Knowing about the potential risk is important, but until more data emerge about the impact of novel therapies, Hawkins said it’s still a bit premature to conclude that adding stronger cholesterol-lowering medications like PCSK9 inhibitors will lower Lp(a) and mitigate risk.
“Do I check Lp(a) now? No. Will I start to do that more often in select patients? I think so,” he added. “This is exciting, and I think it all makes logical sense. We just need a little bit more data to prove that we can make a difference by intervening in high Lp(a).”
Because elevated Lp(a) is hereditary, Benson notes that a case could be made that the nearly one-third of patients in this study with elevated levels are “probands” for elevated LPA gene-mediated ASCVD risk. This, he adds, “raises the intriguing hypothesis that Lp(a) testing at the time of [endovascular therapy] may have valuable downstream consequences in regard to informing primary ASCVD risk prevention strategies for patient family members.”

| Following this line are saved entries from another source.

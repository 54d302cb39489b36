use std::fmt;

use serde::Serialize;

use super::domain::{FreeTextField, PartnershipSubmission};

pub const MAX_TEXT_LEN: usize = 4000;
pub const MAX_CONTACT_LEN: usize = 320;
/// Largest dollar figure accepted for any fee or revenue share.
pub const MAX_AMOUNT_USD: f64 = 1e12;

/// A single field-level problem reported back to the form.
#[derive(Debug, Clone, PartialEq, Eq, Serialize)]
pub struct FieldError {
    pub field: String,
    pub message: String,
}

impl FieldError {
    fn new(field: impl Into<String>, message: impl Into<String>) -> Self {
        Self {
            field: field.into(),
            message: message.into(),
        }
    }
}

impl fmt::Display for FieldError {
    fn fmt(&self, f: &mut fmt::Formatter<'_>) -> fmt::Result {
        write!(f, "{}: {}", self.field, self.message)
    }
}

/// Every problem found in a submission, collected rather than short-circuited.
#[derive(Debug, Clone, PartialEq, Eq, thiserror::Error)]
#[error("submission rejected: {}", summarize(.errors))]
pub struct IntakeRejection {
    pub errors: Vec<FieldError>,
}

fn summarize(errors: &[FieldError]) -> String {
    errors
        .iter()
        .map(ToString::to_string)
        .collect::<Vec<_>>()
        .join("; ")
}

/// Normalizes and validates form submissions before they reach the evaluator.
#[derive(Debug, Clone, Default)]
pub struct IntakeGuard;

impl IntakeGuard {
    pub fn check(
        &self,
        mut submission: PartnershipSubmission,
    ) -> Result<PartnershipSubmission, IntakeRejection> {
        let mut errors = Vec::new();

        let contact = &mut submission.contact;
        contact.full_name = contact.full_name.trim().to_string();
        contact.email = contact.email.trim().to_string();
        for value in [
            &mut contact.phone,
            &mut contact.location,
            &mut contact.linkedin_url,
        ] {
            normalize(value);
        }

        if contact.full_name.is_empty() {
            errors.push(FieldError::new("contact.full_name", "is required"));
        } else if contact.full_name.chars().count() > MAX_CONTACT_LEN {
            errors.push(FieldError::new("contact.full_name", "is too long"));
        }

        for (field, value) in [
            ("contact.phone", &contact.phone),
            ("contact.location", &contact.location),
            ("contact.linkedin_url", &contact.linkedin_url),
        ] {
            if value
                .as_deref()
                .is_some_and(|text| text.chars().count() > MAX_CONTACT_LEN)
            {
                errors.push(FieldError::new(field, "is too long"));
            }
        }

        if contact.email.is_empty() {
            errors.push(FieldError::new("contact.email", "is required"));
        } else if !looks_like_email(&contact.email) {
            errors.push(FieldError::new(
                "contact.email",
                "must be a valid email address",
            ));
        }

        let application = &mut submission.application;
        for (field, amount) in [
            (
                "application.monthly_revenue_share_usd",
                application.monthly_revenue_share_usd,
            ),
            ("application.upfront_fee_usd", application.upfront_fee_usd),
            ("application.monthly_fee_usd", application.monthly_fee_usd),
        ] {
            match amount {
                Some(value) if !value.is_finite() || value < 0.0 => {
                    errors.push(FieldError::new(field, "must be a non-negative amount"));
                }
                Some(value) if value > MAX_AMOUNT_USD => {
                    errors.push(FieldError::new(field, "must be at most $1,000,000,000,000"));
                }
                _ => {}
            }
        }

        normalize(&mut application.business_description);
        check_length(
            "application.business_description",
            application.business_description.as_deref(),
            &mut errors,
        );

        for field in FreeTextField::ALL {
            let value = application.free_text_mut(field);
            normalize(value);
            let name = format!("application.{}", field_key(field));
            check_length(&name, value.as_deref(), &mut errors);
        }

        if errors.is_empty() {
            Ok(submission)
        } else {
            Err(IntakeRejection { errors })
        }
    }
}

fn normalize(value: &mut Option<String>) {
    *value = value
        .take()
        .map(|text| text.trim().to_string())
        .filter(|text| !text.is_empty());
}

fn check_length(field: &str, value: Option<&str>, errors: &mut Vec<FieldError>) {
    if value.map(|text| text.chars().count() > MAX_TEXT_LEN).unwrap_or(false) {
        errors.push(FieldError::new(
            field,
            format!("must be at most {MAX_TEXT_LEN} characters"),
        ));
    }
}

fn looks_like_email(value: &str) -> bool {
    if value.chars().count() > MAX_CONTACT_LEN || value.chars().any(char::is_whitespace) {
        return false;
    }
    match value.split_once('@') {
        Some((local, domain)) => {
            !local.is_empty()
                && !domain.contains('@')
                && domain
                    .split('.')
                    .filter(|label| !label.is_empty())
                    .count()
                    >= 2
                && !domain.starts_with('.')
                && !domain.ends_with('.')
        }
        None => false,
    }
}

fn field_key(field: FreeTextField) -> &'static str {
    match field {
        FreeTextField::PreviousCompanies => "previous_companies",
        FreeTextField::ValueProposition => "value_proposition",
        FreeTextField::Network => "network",
        FreeTextField::WhyNow => "why_now",
        FreeTextField::PlatformToolExperience => "platform_tool_experience",
        FreeTextField::CreatorEntrepreneurExperience => "creator_entrepreneur_experience",
        FreeTextField::GrowthVision => "growth_vision",
    }
}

Tomoi Y, Takahara M, Soga Y, et al. Impact of high lipoprotein(a) levels on clinical outcomes following peripheral endovascular therapy. J Am Coll Cardiol Intv. 2022;15:1466-1476.
Benson MD. Lp(a) in the cath lab: opportunities for refined secondary . . . and primary . . . prevention of PAD? J Am Coll Cardiol Intv. 2022;15:1477-1479.
- Tomoi and Hawkins report no relevant conflicts of interest.
- Benson reports investigator-initiated grants from Amgen and Boehringer Ingelheim; and spousal personal fees from Bristol Myers Squibb.